El cuento de la sopa

Estaba una señora sentada sola en la mesa de un restaurante, y tras leer la carta decidió pedir una apetitosa sopa en la que se había fijado. El camarero, muy amable le sirvió el plato a la mujer y siguió haciendo su trabajo. Cuando éste volvió a pasar cerca de la señora ésta le hizo un gesto y rápidamente el camarero fue hacia la mesa.

– ¿Qué desea, señora?
– Quiero que pruebe la sopa.
El camarero, sorprendido, reaccionó rápidamente con amabilidad, preguntando a la señora si la sopa no estaba rica o no le gustaba.
– No es eso, quiero que pruebe la sopa.
Tras pensarlo un poco más, en cuestión de segundos el camarero imaginó que posiblemente el problema era que la sopa estaría algo fría y no dudó en decirlo a la mujer, en parte disculpándose y en parte preguntando.
– Quizás es que esté fría señora. No se preocupe, que le cambio la sopa sin ningún problema…
– La sopa no está fría. ¿Podría probarla, por favor?
El camarero, desconcertado, dejó atrás la amabilidad y se concentró en resolver la situación. No era de recibo probar la comida de los clientes, pero la mujer insistía y a él ya no se le ocurrían más opciones. ¿Qué le pasaba a la sopa? Lanzó su último cartucho:
– Señora, dígame qué ocurre. Si la sopa no está mala y no está fría, dígame qué pasa y si es necesario, le cambio el plato.
– Por favor, discúlpeme pero he de insistir en que si quiere saber qué le pasa a la sopa, sólo tiene que probarla.
Finalmente, ante la petición tan rotunda de la señora, el camarero accedió a probar la sopa. Se sentó por un momento junto a ella en la mesa y alcanzó el plato el plato de sopa. Al ir a coger una cuchara, echó la vista a un lado y otro de la mesa, pero… no había cucharas. Antes de que pudiera reaccionar, la mujer sentenció:
– ¿Lo ve? Falta la cuchara. Eso es lo que le pasa a la sopa, que no me la puedo comer.

Jorge Bucay

 

Algunas personas tienen por costumbre comunicarse con un lenguaje indirecto, dando por sentado que los demás van a pillar el mensaje a la primera y sin pararase a pensar que no todos procesamos igual ni nos comunicamos de la misma forma. Hay que tener en cuenta que las experiencias de vida de cada una de las personas que intervienen en una conversación son diferentes, por lo tanto, también lo son los pensamientos que se generan y la comprensión a la que se llega.

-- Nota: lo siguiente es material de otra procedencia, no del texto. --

use axum::{
    http::StatusCode,
    response::{IntoResponse, Response},
    Json,
};
use serde_json::json;
use thiserror::Error;

use crate::usage::models::DenyReason;

/// Application-level error type.
/// Implements `IntoResponse` so Axum handlers can return `Result<T, AppError>`.
#[derive(Debug, Error)]
pub enum AppError {
    #[error("Not found: {0}")]
    NotFound(String),

    #[error("Validation error: {0}")]
    Validation(String),

    #[error("Conflict: {0}")]
    Conflict(String),

    /// Terminal, user-caused. Carries the numbers the client needs to explain the denial.
    #[error("Quota exceeded ({}): {remaining} of {limit} remaining", reason.code())]
    QuotaExceeded {
        reason: DenyReason,
        remaining: u32,
        limit: u32,
    },

    #[error("Generation failed: {0}")]
    GenerationFailed(String),

    #[error("Database error: {0}")]
    Database(#[from] sqlx::Error),

    #[error("Internal server error: {0}")]
    Internal(#[from] anyhow::Error),
}

impl IntoResponse for AppError {
    fn into_response(self) -> Response {
        let (status, code, message) = match &self {
            AppError::NotFound(msg) => (StatusCode::NOT_FOUND, "NOT_FOUND", msg.clone()),
            AppError::Validation(msg) => (StatusCode::BAD_REQUEST, "VALIDATION_ERROR", msg.clone()),
            AppError::Conflict(msg) => (StatusCode::CONFLICT, "CONFLICT", msg.clone()),
            AppError::QuotaExceeded {
                reason,
                remaining,
                limit,
            } => {
                let body = Json(json!({
                    "error": {
                        "code": reason.code(),
                        "message": reason.message(),
                        "remaining": remaining,
                        "limit": limit
                    }
                }));
                return (StatusCode::TOO_MANY_REQUESTS, body).into_response();
            }
            AppError::GenerationFailed(msg) => (
                StatusCode::UNPROCESSABLE_ENTITY,
                "GENERATION_FAILED",
                msg.clone(),
            ),
            AppError::Database(e) => {
                tracing::error!("Database error: {e}");
                (
                    StatusCode::INTERNAL_SERVER_ERROR,
                    "DATABASE_ERROR",
                    "A database error occurred".to_string(),
                )
            }
            AppError::Internal(e) => {
                tracing::error!("Internal error: {e:?}");
                (
                    StatusCode::INTERNAL_SERVER_ERROR,
                    "INTERNAL_ERROR",
                    "An internal server error occurred".to_string(),
                )
            }
        };

        let body = Json(json!({
            "error": {
                "code": code,
                "message": message
            }
        }));

        (status, body).into_response()
    }
}

#[cfg(test)]
mod tests {
    use super::*;

    #[test]
    fn test_quota_exceeded_maps_to_429() {
        let response = AppError::QuotaExceeded {
            reason: DenyReason::NoCreditsRemaining,
            remaining: 0,
            limit: 5,
        }
        .into_response();
        assert_eq!(response.status(), StatusCode::TOO_MANY_REQUESTS);
    }

    #[test]
    fn test_generation_failed_maps_to_422() {
        let response = AppError::GenerationFailed("no job description".to_string()).into_response();
        assert_eq!(response.status(), StatusCode::UNPROCESSABLE_ENTITY);
    }

    #[test]
    fn test_quota_error_display_uses_code() {
        let err = AppError::QuotaExceeded {
            reason: DenyReason::DailyLimitReached,
            remaining: 0,
            limit: 20,
        };
        assert!(err.to_string().contains("DAILY_LIMIT_REACHED"));
    }
}
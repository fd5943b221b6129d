//! PostgreSQL quota store. Reservation is one conditional `UPDATE … RETURNING`;
//! row locking serializes concurrent reservations for the same `{user_id, date}`
//! and the `WHERE` clause is re-checked against the latest row version.

use std::collections::BTreeMap;

use async_trait::async_trait;
use chrono::{DateTime, NaiveDate, Utc};
use sqlx::types::Json;
use sqlx::{FromRow, PgPool};
use uuid::Uuid;

use crate::errors::AppError;
use crate::models::user::Plan;
use crate::usage::models::{DenyReason, QuotaPolicy, UsageEvent, UsageRecord};
use crate::usage::store::{QuotaStore, ReserveOutcome};

const RECORD_COLUMNS: &str = "user_id, usage_date, api_calls_today, credits_remaining, \
    credits_granted, total_tokens_used, usage_by_endpoint";

#[derive(Debug, FromRow)]
struct UsageRecordRow {
    user_id: Uuid,
    usage_date: NaiveDate,
    api_calls_today: i32,
    credits_remaining: i32,
    credits_granted: i32,
    total_tokens_used: i64,
    usage_by_endpoint: Json<BTreeMap<String, i64>>,
}

impl From<UsageRecordRow> for UsageRecord {
    fn from(row: UsageRecordRow) -> Self {
        UsageRecord {
            user_id: row.user_id,
            date: row.usage_date,
            api_calls_today: row.api_calls_today.max(0) as u32,
            credits_remaining: row.credits_remaining.max(0) as u32,
            credits_granted: row.credits_granted.max(0) as u32,
            total_tokens_used: row.total_tokens_used.max(0) as u64,
            usage_by_endpoint: row
                .usage_by_endpoint
                .0
                .into_iter()
                .map(|(endpoint, count)| (endpoint, count.max(0) as u32))
                .collect(),
        }
    }
}

#[derive(Debug, FromRow)]
struct UsageEventRow {
    endpoint: String,
    occurred_at: DateTime<Utc>,
    tokens_used: i64,
    success: bool,
    response_time_ms: i64,
}

impl From<UsageEventRow> for UsageEvent {
    fn from(row: UsageEventRow) -> Self {
        UsageEvent {
            endpoint: row.endpoint,
            timestamp: row.occurred_at,
            tokens_used: row.tokens_used.max(0) as u64,
            success: row.success,
            response_time_ms: row.response_time_ms.max(0) as u64,
        }
    }
}

#[derive(Clone)]
pub struct PgQuotaStore {
    pool: PgPool,
}

impl PgQuotaStore {
    pub fn new(pool: PgPool) -> Self {
        Self { pool }
    }

    async fn ensure_day(
        &self,
        user_id: Uuid,
        date: NaiveDate,
        policy: &QuotaPolicy,
    ) -> Result<(), AppError> {
        sqlx::query(
            r#"
            INSERT INTO usage_records
                (user_id, usage_date, api_calls_today, credits_remaining, credits_granted,
                 total_tokens_used, usage_by_endpoint)
            VALUES ($1, $2, 0, $3, $3, 0, '{}'::jsonb)
            ON CONFLICT (user_id, usage_date) DO UPDATE
            SET credits_remaining = usage_records.credits_remaining
                    + (EXCLUDED.credits_granted - usage_records.credits_granted),
                credits_granted = EXCLUDED.credits_granted
            WHERE usage_records.credits_granted < EXCLUDED.credits_granted
            "#,
        )
        .bind(user_id)
        .bind(date)
        .bind(to_i32(policy.daily_credits))
        .execute(&self.pool)
        .await?;
        Ok(())
    }

    async fn fetch_day(&self, user_id: Uuid, date: NaiveDate) -> Result<UsageRecord, AppError> {
        let row = sqlx::query_as::<_, UsageRecordRow>(&format!(
            "SELECT {RECORD_COLUMNS} FROM usage_records WHERE user_id = $1 AND usage_date = $2"
        ))
        .bind(user_id)
        .bind(date)
        .fetch_optional(&self.pool)
        .await?
        .ok_or_else(|| AppError::NotFound(format!("No usage record for user {user_id} on {date}")))?;
        Ok(row.into())
    }
}

#[async_trait]
impl QuotaStore for PgQuotaStore {
    async fn plan_for(&self, user_id: Uuid) -> Result<Plan, AppError> {
        let tier: Option<String> = sqlx::query_scalar("SELECT tier FROM users WHERE id = $1")
            .bind(user_id)
            .fetch_optional(&self.pool)
            .await?;
        Ok(Plan::from_tier(tier.as_deref()))
    }

    async fn open_day(
        &self,
        user_id: Uuid,
        date: NaiveDate,
        policy: &QuotaPolicy,
    ) -> Result<UsageRecord, AppError> {
        self.ensure_day(user_id, date, policy).await?;
        self.fetch_day(user_id, date).await
    }

    async fn try_reserve(
        &self,
        user_id: Uuid,
        date: NaiveDate,
        endpoint: &str,
        policy: &QuotaPolicy,
    ) -> Result<ReserveOutcome, AppError> {
        self.ensure_day(user_id, date, policy).await?;

        let reserved = sqlx::query_as::<_, UsageRecordRow>(&format!(
            r#"
            UPDATE usage_records
            SET api_calls_today = api_calls_today + 1,
                credits_remaining = credits_remaining - 1,
                usage_by_endpoint = usage_by_endpoint || jsonb_build_object(
                    $3::text,
                    COALESCE((usage_by_endpoint ->> $3::text)::bigint, 0) + 1
                )
            WHERE user_id = $1
              AND usage_date = $2
              AND api_calls_today < $4
              AND credits_remaining > 0
            RETURNING {RECORD_COLUMNS}
            "#
        ))
        .bind(user_id)
        .bind(date)
        .bind(endpoint)
        .bind(to_i32(policy.max_daily_api_calls))
        .fetch_optional(&self.pool)
        .await?;

        if let Some(row) = reserved {
            return Ok(ReserveOutcome::Reserved(row.into()));
        }

        let record = self.fetch_day(user_id, date).await?;
        // The update can only miss because a limit is reached; classify which one.
        let reason = record
            .blocking_reason(policy)
            .unwrap_or(DenyReason::NoCreditsRemaining);
        Ok(ReserveOutcome::Denied(reason, record))
    }

    async fn settle(
        &self,
        user_id: Uuid,
        date: NaiveDate,
        tokens_used: u64,
        refund_credit: bool,
    ) -> Result<(), AppError> {
        let result = sqlx::query(
            r#"
            UPDATE usage_records
            SET total_tokens_used = total_tokens_used + $3,
                credits_remaining = credits_remaining + CASE WHEN $4 THEN 1 ELSE 0 END
            WHERE user_id = $1 AND usage_date = $2
            "#,
        )
        .bind(user_id)
        .bind(date)
        .bind(i64::try_from(tokens_used).unwrap_or(i64::MAX))
        .bind(refund_credit)
        .execute(&self.pool)
        .await?;

        if result.rows_affected() == 0 {
            return Err(AppError::NotFound(format!(
                "No usage record for user {user_id} on {date}"
            )));
        }
        Ok(())
    }

    async fn append_event(&self, user_id: Uuid, event: &UsageEvent) -> Result<(), AppError> {
        sqlx::query(
            r#"
            INSERT INTO usage_events
                (user_id, endpoint, occurred_at, tokens_used, success, response_time_ms)
            VALUES ($1, $2, $3, $4, $5, $6)
            "#,
        )
        .bind(user_id)
        .bind(&event.endpoint)
        .bind(event.timestamp)
        .bind(i64::try_from(event.tokens_used).unwrap_or(i64::MAX))
        .bind(event.success)
        .bind(i64::try_from(event.response_time_ms).unwrap_or(i64::MAX))
        .execute(&self.pool)
        .await?;
        Ok(())
    }

    async fn recent_events(
        &self,
        user_id: Uuid,
        limit: usize,
    ) -> Result<Vec<UsageEvent>, AppError> {
        let rows = sqlx::query_as::<_, UsageEventRow>(
            r#"
            SELECT endpoint, occurred_at, tokens_used, success, response_time_ms
            FROM usage_events
            WHERE user_id = $1
            ORDER BY occurred_at DESC, id DESC
            LIMIT $2
            "#,
        )
        .bind(user_id)
        .bind(i64::try_from(limit).unwrap_or(i64::MAX))
        .fetch_all(&self.pool)
        .await?;

        Ok(rows.into_iter().map(UsageEvent::from).collect())
    }
}

fn to_i32(value: u32) -> i32 {
    i32::try_from(value).unwrap_or(i32::MAX)
}
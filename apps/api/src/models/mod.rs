pub mod application;
pub mod user;
// Prompt constants for the preparation pipeline (tailored CV, cover letter).
// The analysis step reuses the ATS scoring prompt from `scoring::prompts`.

use serde_json::{json, Value};

use crate::llm_client::prompts::{fill_template, NO_FABRICATION_INSTRUCTION};

/// Tailored CV prompt template. Replace `{job_title}`, `{company}`, `{job_description}`,
/// `{matched}`, `{missing}`, `{cv_text}`, and `{no_fabrication}` before sending.
pub const TAILOR_CV_PROMPT_TEMPLATE: &str = r#"Rewrite the candidate's CV for the role of {job_title} at {company}.

Return a JSON object:
{
  "tailored_cv": "the full rewritten CV as plain text, sections separated by blank lines"
}

RULES:
1. Lead each section with the experience most relevant to the job description
2. Mirror the job description's wording where the CV genuinely supports it
3. Keep every employer, title, and date exactly as written in the CV
4. Plain text only, no markdown

{no_fabrication}

Requirements the CV already covers: {matched}
Requirements the CV does not cover (do NOT claim these): {missing}

JOB DESCRIPTION:
{job_description}

CANDIDATE CV:
{cv_text}"#;

/// Cover letter prompt template. Replace `{job_title}`, `{company}`, `{job_description}`,
/// `{tailored_cv}`, and `{no_fabrication}` before sending.
pub const COVER_LETTER_PROMPT_TEMPLATE: &str = r#"Write a cover letter for the role of {job_title} at {company}.

Return a JSON object:
{
  "cover_letter": "the letter as plain text, 3-4 short paragraphs, greeting and sign-off included"
}

RULES:
1. Ground every claim in the tailored CV below
2. Name two or three concrete achievements that match the job description
3. Professional, direct tone; no clichés such as "I am writing to apply"
4. Under 350 words

{no_fabrication}

JOB DESCRIPTION:
{job_description}

TAILORED CV:
{tailored_cv}"#;

pub struct TailorPromptInput<'a> {
    pub job_title: &'a str,
    pub company: &'a str,
    pub job_description: &'a str,
    pub cv_text: &'a str,
    pub matched: &'a [&'a str],
    pub missing: &'a [&'a str],
}

pub fn build_tailor_cv_prompt(input: &TailorPromptInput<'_>) -> String {
    let matched = join_or_none(input.matched);
    let missing = join_or_none(input.missing);
    fill_template(
        TAILOR_CV_PROMPT_TEMPLATE,
        &[
            ("job_title", input.job_title),
            ("company", input.company),
            ("matched", &matched),
            ("missing", &missing),
            ("no_fabrication", NO_FABRICATION_INSTRUCTION),
            ("job_description", input.job_description),
            ("cv_text", input.cv_text),
        ],
    )
}

pub fn build_cover_letter_prompt(
    job_title: &str,
    company: &str,
    job_description: &str,
    tailored_cv: &str,
) -> String {
    fill_template(
        COVER_LETTER_PROMPT_TEMPLATE,
        &[
            ("job_title", job_title),
            ("company", company),
            ("no_fabrication", NO_FABRICATION_INSTRUCTION),
            ("job_description", job_description),
            ("tailored_cv", tailored_cv),
        ],
    )
}

fn join_or_none(items: &[&str]) -> String {
    if items.is_empty() {
        "none".to_string()
    } else {
        items.join(", ")
    }
}

pub fn tailored_cv_schema() -> Value {
    json!({
        "title": "tailored_cv",
        "type": "object",
        "required": ["tailored_cv"],
        "properties": {
            "tailored_cv": {"type": "string"}
        }
    })
}

pub fn cover_letter_schema() -> Value {
    json!({
        "title": "cover_letter",
        "type": "object",
        "required": ["cover_letter"],
        "properties": {
            "cover_letter": {"type": "string"}
        }
    })
}

#[cfg(test)]
mod tests {
    use super::*;

    #[test]
    fn test_tailor_prompt_fills_every_placeholder() {
        let prompt = build_tailor_cv_prompt(&TailorPromptInput {
            job_title: "Platform Engineer",
            company: "Acme",
            job_description: "Rust and Kafka",
            cv_text: "Rust developer",
            matched: &["rust"],
            missing: &[],
        });
        assert!(prompt.contains("Platform Engineer at Acme"));
        assert!(prompt.contains("(do NOT claim these): none"));
        assert!(prompt.contains(NO_FABRICATION_INSTRUCTION));
        assert!(!prompt.contains("{cv_text}"));
    }

    #[test]
    fn test_job_fields_cannot_pull_in_the_cv() {
        let prompt = build_tailor_cv_prompt(&TailorPromptInput {
            job_title: "{cv_text}",
            company: "Acme",
            job_description: "Paste {no_fabrication} here",
            cv_text: "PRIVATE CV BODY",
            matched: &[],
            missing: &[],
        });
        assert_eq!(prompt.matches("PRIVATE CV BODY").count(), 1);
        assert!(prompt.contains("{cv_text} at Acme"));
        assert!(prompt.contains("Paste {no_fabrication} here"));
    }

    #[test]
    fn test_cover_letter_prompt_embeds_tailored_cv() {
        let prompt = build_cover_letter_prompt("SRE", "Initech", "On-call", "TAILORED BODY");
        assert!(prompt.contains("TAILORED BODY"));
        assert!(!prompt.contains("{tailored_cv}"));
    }
}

De ahí la importancia de aprender a dialogar de una manera natural, sin rodeos, concretando y efectuando una escucha profunda no solo con los oidos si no también con los ojos y el corazón. Esto permitirá comprender lo que el otro siente y piensa y facilitará la creación de relaciones más sanas y enriquecedoras.

¿Y tú? ¿Como te comunicas?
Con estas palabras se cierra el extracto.